Posted by: Judy | April 30, 2015

What is bullying?

I need this to help me put in perspective the insanity I live in.

Dictionary.search.yahoo.com
n. noun
1. A person who is habitually cruel or overbearing, especially to smaller or weaker people.
2. A hired ruffian; a thug.
3. A pimp.
v. verb
1. To treat in an overbearing or intimidating manner.
2. To make (one’s way) aggressively.
3. To behave like a bully.
adj. adjective
1. Excellent; splendid.

en.wikipedia.org
Bullying may be defined as the activity of repeated, aggressive behavior intended to hurt another individual, physically, mentally or emotionally.

merriam-webster.com
1. archaic. a: sweetheart. b: a fine chap . 2. a: a blustering browbeating person; especially: one habitually cruel to others who are weaker…

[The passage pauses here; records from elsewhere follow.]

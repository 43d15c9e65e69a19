//! Application configuration module
//!
//! Provides configuration management with TOML file support,
//! environment variable integration, and sensible defaults.
//!
//! The `[sync]` section is resolved once at startup into a [`SyncConfig`],
//! which is installed process-wide and never changes afterwards.

use anyhow::{Context, Result};
use chrono::format::{Item, StrftimeItems};
use serde::{Deserialize, Serialize};
use std::env;
use std::fs;
#[cfg(unix)]
use std::os::unix::fs::PermissionsExt;
use std::path::PathBuf;
use std::sync::OnceLock;

/// Main application configuration
#[derive(Debug, Clone, Default, Serialize, Deserialize)]
pub struct Config {
    #[serde(default)]
    pub sync: SyncSection,
    #[serde(default)]
    pub database: DatabaseConfig,
    #[serde(default)]
    pub display: DisplayConfig,
}

/// Sync and authentication settings as written in config.toml
#[derive(Debug, Clone, Serialize, Deserialize)]
pub struct SyncSection {
    #[serde(default)]
    pub enabled: bool,
    #[serde(default = "default_app_id")]
    pub app_id: String,
    #[serde(default)]
    pub anonymous_auth_enabled: bool,
    #[serde(default = "default_base_url")]
    pub base_url: String,
    #[serde(default = "default_base_url_env")]
    pub base_url_env: String,
}

/// Database configuration
#[derive(Debug, Clone, Serialize, Deserialize)]
pub struct DatabaseConfig {
    #[serde(default = "default_local_db_name")]
    pub local_db_name: String,
}

/// Display configuration
#[derive(Debug, Clone, Serialize, Deserialize)]
pub struct DisplayConfig {
    #[serde(default = "default_theme")]
    pub theme: String,
    #[serde(default = "default_date_format")]
    pub date_format: String,
}

// Default value functions for serde
fn default_app_id() -> String {
    "<Your App ID>".to_string()
}

fn default_base_url() -> String {
    "https://services.cloud.mongodb.com".to_string()
}

fn default_base_url_env() -> String {
    "TASKLET_BASE_URL".to_string()
}

fn default_local_db_name() -> String {
    "tasks.db".to_string()
}

fn default_theme() -> String {
    "dark".to_string()
}

fn default_date_format() -> String {
    "%Y-%m-%d %H:%M".to_string()
}

impl Default for SyncSection {
    fn default() -> Self {
        Self {
            enabled: false,
            app_id: default_app_id(),
            anonymous_auth_enabled: false,
            base_url: default_base_url(),
            base_url_env: default_base_url_env(),
        }
    }
}

impl Default for DatabaseConfig {
    fn default() -> Self {
        Self {
            local_db_name: default_local_db_name(),
        }
    }
}

impl Default for DisplayConfig {
    fn default() -> Self {
        Self {
            theme: default_theme(),
            date_format: default_date_format(),
        }
    }
}

/// Which of the two application flows is active.
///
/// Sync is an optional feature layered over the same task store, so the
/// configuration is a tagged variant rather than a set of loose flags.
#[derive(Debug, Clone, PartialEq, Eq)]
pub enum SyncConfig {
    /// Local-only: no login screen, tasks have no owner.
    Disabled,
    /// Authenticate against the application backend and bind the store to
    /// the signed-in user's partition.
    Enabled {
        app_id: String,
        base_url: String,
        anonymous_auth_enabled: bool,
    },
}

static SYNC_CONFIG: OnceLock<SyncConfig> = OnceLock::new();

impl SyncConfig {
    /// Install the process-wide sync configuration.
    ///
    /// Only the first call has an effect; later calls return the value that
    /// is already installed.
    pub fn install(config: SyncConfig) -> &'static SyncConfig {
        let installed = SYNC_CONFIG.get_or_init(|| config.clone());
        if *installed != config {
            tracing::warn!("sync configuration already installed, ignoring new value");
        }
        installed
    }

    pub fn is_enabled(&self) -> bool {
        matches!(self, SyncConfig::Enabled { .. })
    }

    pub fn anonymous_auth_enabled(&self) -> bool {
        matches!(
            self,
            SyncConfig::Enabled {
                anonymous_auth_enabled: true,
                ..
            }
        )
    }
}

impl Config {
    /// Returns the configuration directory path (~/.config/tasklet/)
    pub fn config_dir() -> Result<PathBuf> {
        let config_dir = dirs::config_dir()
            .context("Could not determine config directory")?
            .join("tasklet");
        Ok(config_dir)
    }

    /// Returns the configuration file path (~/.config/tasklet/config.toml)
    pub fn config_path() -> Result<PathBuf> {
        Ok(Self::config_dir()?.join("config.toml"))
    }

    /// Returns the local database path (~/.config/tasklet/tasks.db)
    ///
    /// # Errors
    ///
    /// Returns an error if the database name contains path traversal sequences.
    pub fn local_db_path(&self) -> Result<PathBuf> {
        let db_name = &self.database.local_db_name;

        // Reject path traversal attempts
        if db_name.contains("..") || db_name.contains('/') || db_name.contains('\\') {
            anyhow::bail!(
                "Invalid database name '{}': must be a simple filename without path separators",
                db_name
            );
        }

        Ok(Self::config_dir()?.join(db_name))
    }

    /// Returns the display date format.
    ///
    /// # Errors
    ///
    /// Returns an error if the format contains an unknown strftime specifier.
    pub fn date_format(&self) -> Result<&str> {
        let format = &self.display.date_format;
        if StrftimeItems::new(format).any(|item| matches!(item, Item::Error)) {
            anyhow::bail!(
                "Invalid date_format '{}' under [display]: not a valid strftime format",
                format
            );
        }
        Ok(format)
    }

    /// Returns the persisted session path (~/.config/tasklet/session.json)
    pub fn session_path() -> Result<PathBuf> {
        Ok(Self::config_dir()?.join("session.json"))
    }

    /// Returns the TUI log file path (~/.config/tasklet/tasklet.log)
    pub fn log_path() -> Result<PathBuf> {
        Ok(Self::config_dir()?.join("tasklet.log"))
    }

    /// Load configuration from file, or return default if file doesn't exist
    pub fn load() -> Result<Self> {
        let config_path = Self::config_path()?;

        if config_path.exists() {
            let content = fs::read_to_string(&config_path)
                .with_context(|| format!("Failed to read config file: {}", config_path.display()))?;
            let config: Config = toml::from_str(&content)
                .with_context(|| format!("Failed to parse config file: {}", config_path.display()))?;
            Ok(config)
        } else {
            Ok(Config::default())
        }
    }

    /// Save configuration to file, creating the directory if needed.
    ///
    /// On Unix systems, the config file is created with mode 0600 (owner read/write only).
    pub fn save(&self) -> Result<()> {
        let config_dir = Self::config_dir()?;
        let config_path = Self::config_path()?;

        ensure_private_dir(&config_dir)?;

        let content = toml::to_string_pretty(self)
            .context("Failed to serialize config to TOML")?;

        fs::write(&config_path, &content)
            .with_context(|| format!("Failed to write config file: {}", config_path.display()))?;

        #[cfg(unix)]
        {
            let file_perms = std::fs::Permissions::from_mode(0o600);
            fs::set_permissions(&config_path, file_perms)
                .with_context(|| format!("Failed to set permissions on config file: {}", config_path.display()))?;
        }

        Ok(())
    }

    /// Backend base URL, taking the override environment variable into account.
    pub fn base_url(&self) -> String {
        env::var(&self.sync.base_url_env)
            .ok()
            .filter(|url| !url.trim().is_empty())
            .unwrap_or_else(|| self.sync.base_url.clone())
    }

    /// Resolve the `[sync]` section into a [`SyncConfig`].
    ///
    /// # Errors
    ///
    /// Returns an error if sync is enabled without a real application id.
    pub fn sync_config(&self) -> Result<SyncConfig> {
        if !self.sync.enabled {
            return Ok(SyncConfig::Disabled);
        }

        let app_id = self.sync.app_id.trim();
        if app_id.is_empty() || app_id == default_app_id() {
            anyhow::bail!(
                "Sync is enabled but no application id is set. Add `app_id = \"...\"` under [sync] in {}",
                Self::config_path()?.display()
            );
        }

        Ok(SyncConfig::Enabled {
            app_id: app_id.to_string(),
            base_url: self.base_url(),
            anonymous_auth_enabled: self.sync.anonymous_auth_enabled,
        })
    }
}

/// Create `dir` if missing, restricted to the owner on Unix.
pub(crate) fn ensure_private_dir(dir: &std::path::Path) -> Result<()> {
    if !dir.exists() {
        fs::create_dir_all(dir)
            .with_context(|| format!("Failed to create config directory: {}", dir.display()))?;

        #[cfg(unix)]
        {
            let dir_perms = std::fs::Permissions::from_mode(0o700);
            fs::set_permissions(dir, dir_perms)
                .with_context(|| format!("Failed to set permissions on config directory: {}", dir.display()))?;
        }
    }
    Ok(())
}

I fear that too many are classifying anything that hurts feelings as bullying. It isn’t. Hurt feelings does not equate bullying. I confess, I can have my feelings hurt when I’m overtired and stressed and someone makes fun of something I like. That is not bullying, unless they do it as a habit.

Yes, I was left out of a lot of activities. My feelings were hurt. It wasn’t bullying. Finances and my capabilities excluded me from things. It wasn’t bullying.

Outside of what happened at home: In elementary school, other children called me unpleasant names, including pizza face. Some of my teachers felt the need to put me in my place, to make sure I knew I wasn’t special just because EF worked at the school. Those were bullying. It was repeated and intended to make me feel small.

When NM substituted in one of my classes, she belittled me in front of the class to make sure everyone knew she wasn’t playing favorites. It only happened once, but NM was bullying; something she did at home migrated to another location. I have exactly two memories from that year, that one and a brief glimpse of walking outside the classrooms during class changes.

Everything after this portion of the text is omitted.